↓↓↓

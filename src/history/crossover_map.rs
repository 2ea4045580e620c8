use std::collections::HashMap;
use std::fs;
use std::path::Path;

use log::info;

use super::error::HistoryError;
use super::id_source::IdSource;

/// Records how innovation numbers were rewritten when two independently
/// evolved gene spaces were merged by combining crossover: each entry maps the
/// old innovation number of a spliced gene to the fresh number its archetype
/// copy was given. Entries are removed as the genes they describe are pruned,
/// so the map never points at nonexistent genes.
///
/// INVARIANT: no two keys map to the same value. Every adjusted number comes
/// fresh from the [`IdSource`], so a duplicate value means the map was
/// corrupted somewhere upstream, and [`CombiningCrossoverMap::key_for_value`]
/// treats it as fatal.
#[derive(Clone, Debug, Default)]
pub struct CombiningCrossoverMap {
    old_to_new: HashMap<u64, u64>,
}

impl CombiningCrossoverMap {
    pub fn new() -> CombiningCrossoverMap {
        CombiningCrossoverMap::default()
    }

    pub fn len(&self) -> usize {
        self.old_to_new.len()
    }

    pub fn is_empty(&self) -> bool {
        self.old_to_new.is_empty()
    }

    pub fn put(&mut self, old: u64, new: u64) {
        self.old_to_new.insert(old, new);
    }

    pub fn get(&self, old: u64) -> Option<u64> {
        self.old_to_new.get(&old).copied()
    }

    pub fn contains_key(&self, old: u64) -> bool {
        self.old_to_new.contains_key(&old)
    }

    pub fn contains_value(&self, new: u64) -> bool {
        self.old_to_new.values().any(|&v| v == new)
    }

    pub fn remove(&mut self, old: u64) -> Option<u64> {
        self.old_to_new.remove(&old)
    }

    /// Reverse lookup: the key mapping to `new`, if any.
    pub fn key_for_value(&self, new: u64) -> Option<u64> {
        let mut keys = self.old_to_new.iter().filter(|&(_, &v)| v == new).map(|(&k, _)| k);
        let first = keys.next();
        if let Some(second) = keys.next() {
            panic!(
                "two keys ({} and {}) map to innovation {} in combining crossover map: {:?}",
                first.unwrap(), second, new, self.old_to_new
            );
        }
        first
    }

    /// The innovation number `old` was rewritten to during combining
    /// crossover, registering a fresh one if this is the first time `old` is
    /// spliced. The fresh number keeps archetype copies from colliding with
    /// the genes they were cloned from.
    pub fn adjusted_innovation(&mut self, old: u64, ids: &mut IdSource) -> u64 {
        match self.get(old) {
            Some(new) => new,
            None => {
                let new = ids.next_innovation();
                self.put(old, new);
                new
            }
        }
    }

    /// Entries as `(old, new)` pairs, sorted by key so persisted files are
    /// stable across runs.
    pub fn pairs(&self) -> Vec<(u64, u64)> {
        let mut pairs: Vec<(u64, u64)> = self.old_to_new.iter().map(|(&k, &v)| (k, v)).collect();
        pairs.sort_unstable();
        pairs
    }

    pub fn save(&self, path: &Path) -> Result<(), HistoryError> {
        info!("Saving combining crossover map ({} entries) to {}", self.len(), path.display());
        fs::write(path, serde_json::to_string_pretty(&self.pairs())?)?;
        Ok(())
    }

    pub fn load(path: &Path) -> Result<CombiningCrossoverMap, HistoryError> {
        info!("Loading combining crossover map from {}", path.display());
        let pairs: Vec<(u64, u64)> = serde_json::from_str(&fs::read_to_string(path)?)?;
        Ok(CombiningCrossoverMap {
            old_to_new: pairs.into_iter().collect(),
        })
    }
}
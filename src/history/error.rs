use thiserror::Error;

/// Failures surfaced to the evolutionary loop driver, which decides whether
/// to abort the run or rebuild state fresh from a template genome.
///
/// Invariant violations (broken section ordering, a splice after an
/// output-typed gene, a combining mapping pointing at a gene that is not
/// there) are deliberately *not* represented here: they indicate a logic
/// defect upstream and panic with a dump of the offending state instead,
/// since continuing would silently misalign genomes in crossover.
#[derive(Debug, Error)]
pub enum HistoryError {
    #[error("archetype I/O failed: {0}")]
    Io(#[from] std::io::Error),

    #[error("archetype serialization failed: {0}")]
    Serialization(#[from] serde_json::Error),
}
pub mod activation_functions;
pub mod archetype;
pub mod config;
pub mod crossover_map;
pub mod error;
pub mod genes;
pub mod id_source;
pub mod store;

↑↑↑
↓↓↓

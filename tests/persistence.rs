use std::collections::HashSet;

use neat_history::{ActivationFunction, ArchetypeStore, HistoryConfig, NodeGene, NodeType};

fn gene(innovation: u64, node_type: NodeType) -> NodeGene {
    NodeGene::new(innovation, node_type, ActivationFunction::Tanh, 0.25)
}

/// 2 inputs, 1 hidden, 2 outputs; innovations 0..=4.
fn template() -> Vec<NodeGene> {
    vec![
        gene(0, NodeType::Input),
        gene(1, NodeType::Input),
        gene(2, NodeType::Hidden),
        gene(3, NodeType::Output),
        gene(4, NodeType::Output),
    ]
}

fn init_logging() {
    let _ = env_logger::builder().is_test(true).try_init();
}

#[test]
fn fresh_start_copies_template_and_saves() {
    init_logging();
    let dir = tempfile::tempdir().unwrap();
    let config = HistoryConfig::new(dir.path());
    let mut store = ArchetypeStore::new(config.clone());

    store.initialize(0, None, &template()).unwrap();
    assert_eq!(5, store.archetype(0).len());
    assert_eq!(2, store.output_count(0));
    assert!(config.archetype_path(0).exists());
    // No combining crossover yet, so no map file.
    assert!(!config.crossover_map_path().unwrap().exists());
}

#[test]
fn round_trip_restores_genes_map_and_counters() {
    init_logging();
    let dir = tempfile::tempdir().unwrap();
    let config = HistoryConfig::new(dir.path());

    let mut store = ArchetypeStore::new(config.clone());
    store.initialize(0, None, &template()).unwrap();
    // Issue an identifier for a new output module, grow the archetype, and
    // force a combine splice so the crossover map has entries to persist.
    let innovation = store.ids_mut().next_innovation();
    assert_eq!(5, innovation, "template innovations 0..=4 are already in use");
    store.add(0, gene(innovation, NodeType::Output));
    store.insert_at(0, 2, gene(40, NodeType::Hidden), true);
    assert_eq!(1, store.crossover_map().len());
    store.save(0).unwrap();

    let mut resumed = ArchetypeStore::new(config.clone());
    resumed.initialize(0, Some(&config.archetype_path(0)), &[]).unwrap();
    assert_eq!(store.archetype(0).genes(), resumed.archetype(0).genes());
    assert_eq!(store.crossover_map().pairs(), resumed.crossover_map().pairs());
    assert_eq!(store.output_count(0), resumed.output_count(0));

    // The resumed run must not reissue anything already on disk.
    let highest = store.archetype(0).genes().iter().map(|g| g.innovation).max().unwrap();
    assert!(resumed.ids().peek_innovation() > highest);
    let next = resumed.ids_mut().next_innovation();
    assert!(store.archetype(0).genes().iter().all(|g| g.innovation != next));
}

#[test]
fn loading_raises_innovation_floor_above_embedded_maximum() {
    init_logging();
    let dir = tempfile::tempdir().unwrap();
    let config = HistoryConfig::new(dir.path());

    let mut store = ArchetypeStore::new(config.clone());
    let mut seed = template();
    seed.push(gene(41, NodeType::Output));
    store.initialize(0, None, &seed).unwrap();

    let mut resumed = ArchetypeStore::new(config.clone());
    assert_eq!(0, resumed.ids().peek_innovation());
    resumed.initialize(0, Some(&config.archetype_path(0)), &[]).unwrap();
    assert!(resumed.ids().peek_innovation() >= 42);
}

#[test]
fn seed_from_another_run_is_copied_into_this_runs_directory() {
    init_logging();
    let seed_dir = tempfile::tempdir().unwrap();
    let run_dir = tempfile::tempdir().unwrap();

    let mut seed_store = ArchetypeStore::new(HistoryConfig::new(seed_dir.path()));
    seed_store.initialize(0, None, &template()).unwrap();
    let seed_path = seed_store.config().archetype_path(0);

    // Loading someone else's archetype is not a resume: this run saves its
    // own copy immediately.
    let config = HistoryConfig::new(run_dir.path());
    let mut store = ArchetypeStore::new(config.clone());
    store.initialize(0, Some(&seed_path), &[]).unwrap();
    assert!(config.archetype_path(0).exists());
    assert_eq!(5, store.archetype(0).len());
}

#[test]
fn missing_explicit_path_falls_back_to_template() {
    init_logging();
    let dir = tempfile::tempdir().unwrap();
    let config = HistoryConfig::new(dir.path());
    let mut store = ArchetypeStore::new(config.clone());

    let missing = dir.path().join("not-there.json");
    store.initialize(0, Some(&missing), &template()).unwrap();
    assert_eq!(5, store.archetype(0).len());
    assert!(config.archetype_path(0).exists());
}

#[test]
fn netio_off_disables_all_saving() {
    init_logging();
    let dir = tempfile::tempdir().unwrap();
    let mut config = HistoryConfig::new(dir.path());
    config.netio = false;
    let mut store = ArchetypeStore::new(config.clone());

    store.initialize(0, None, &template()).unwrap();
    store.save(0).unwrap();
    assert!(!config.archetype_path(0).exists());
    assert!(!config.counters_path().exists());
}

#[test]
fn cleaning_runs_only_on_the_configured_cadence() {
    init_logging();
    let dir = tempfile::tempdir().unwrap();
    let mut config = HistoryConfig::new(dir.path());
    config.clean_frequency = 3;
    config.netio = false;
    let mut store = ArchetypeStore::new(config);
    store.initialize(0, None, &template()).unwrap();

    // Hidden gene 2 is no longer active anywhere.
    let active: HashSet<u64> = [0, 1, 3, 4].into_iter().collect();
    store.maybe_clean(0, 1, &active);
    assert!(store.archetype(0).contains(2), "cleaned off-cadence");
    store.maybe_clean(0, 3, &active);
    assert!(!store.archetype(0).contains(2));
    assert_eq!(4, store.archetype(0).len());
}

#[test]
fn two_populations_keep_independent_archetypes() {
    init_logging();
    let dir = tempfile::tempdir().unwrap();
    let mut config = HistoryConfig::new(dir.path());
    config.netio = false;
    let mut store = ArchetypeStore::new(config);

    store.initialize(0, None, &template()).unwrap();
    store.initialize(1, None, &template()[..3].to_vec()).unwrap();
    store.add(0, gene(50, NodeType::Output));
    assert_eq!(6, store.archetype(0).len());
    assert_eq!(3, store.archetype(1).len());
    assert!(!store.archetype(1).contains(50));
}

↑↑↑
↓↓↓

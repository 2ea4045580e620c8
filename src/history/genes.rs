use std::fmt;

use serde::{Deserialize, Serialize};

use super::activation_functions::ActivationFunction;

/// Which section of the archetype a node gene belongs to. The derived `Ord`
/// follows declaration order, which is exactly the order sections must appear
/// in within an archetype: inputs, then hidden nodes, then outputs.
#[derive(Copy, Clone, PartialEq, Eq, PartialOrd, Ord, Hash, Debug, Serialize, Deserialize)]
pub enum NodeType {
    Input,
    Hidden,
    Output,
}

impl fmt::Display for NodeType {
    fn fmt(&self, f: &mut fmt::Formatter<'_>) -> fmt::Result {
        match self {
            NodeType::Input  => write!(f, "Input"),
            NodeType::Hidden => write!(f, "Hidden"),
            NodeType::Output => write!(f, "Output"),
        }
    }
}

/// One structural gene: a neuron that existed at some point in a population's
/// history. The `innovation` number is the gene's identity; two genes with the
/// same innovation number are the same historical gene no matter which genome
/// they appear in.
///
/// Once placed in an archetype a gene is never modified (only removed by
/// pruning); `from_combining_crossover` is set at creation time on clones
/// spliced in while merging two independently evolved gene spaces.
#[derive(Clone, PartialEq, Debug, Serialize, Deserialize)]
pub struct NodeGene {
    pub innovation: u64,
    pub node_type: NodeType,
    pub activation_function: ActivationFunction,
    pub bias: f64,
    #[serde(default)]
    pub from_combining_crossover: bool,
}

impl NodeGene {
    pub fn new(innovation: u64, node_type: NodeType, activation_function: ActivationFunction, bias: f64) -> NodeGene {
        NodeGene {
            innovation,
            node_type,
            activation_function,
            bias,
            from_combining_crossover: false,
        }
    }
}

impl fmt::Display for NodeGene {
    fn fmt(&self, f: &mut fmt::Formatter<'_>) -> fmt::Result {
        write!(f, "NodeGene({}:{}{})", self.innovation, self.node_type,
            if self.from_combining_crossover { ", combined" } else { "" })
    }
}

↑↑↑

Please transcribe exactly the lines above from the line that has "let mut seed_store" up to and including the line that has "let seed_path = seed_store.config().archetype_path(0);"; no other line belongs in the answer.

SOLVED PROBLEM>
    let mut seed_store = ArchetypeStore::new(HistoryConfig::new(seed_dir.path()));
    seed_store.initialize(0, None, &template()).unwrap();
    let seed_path = seed_store.config().archetype_path(0);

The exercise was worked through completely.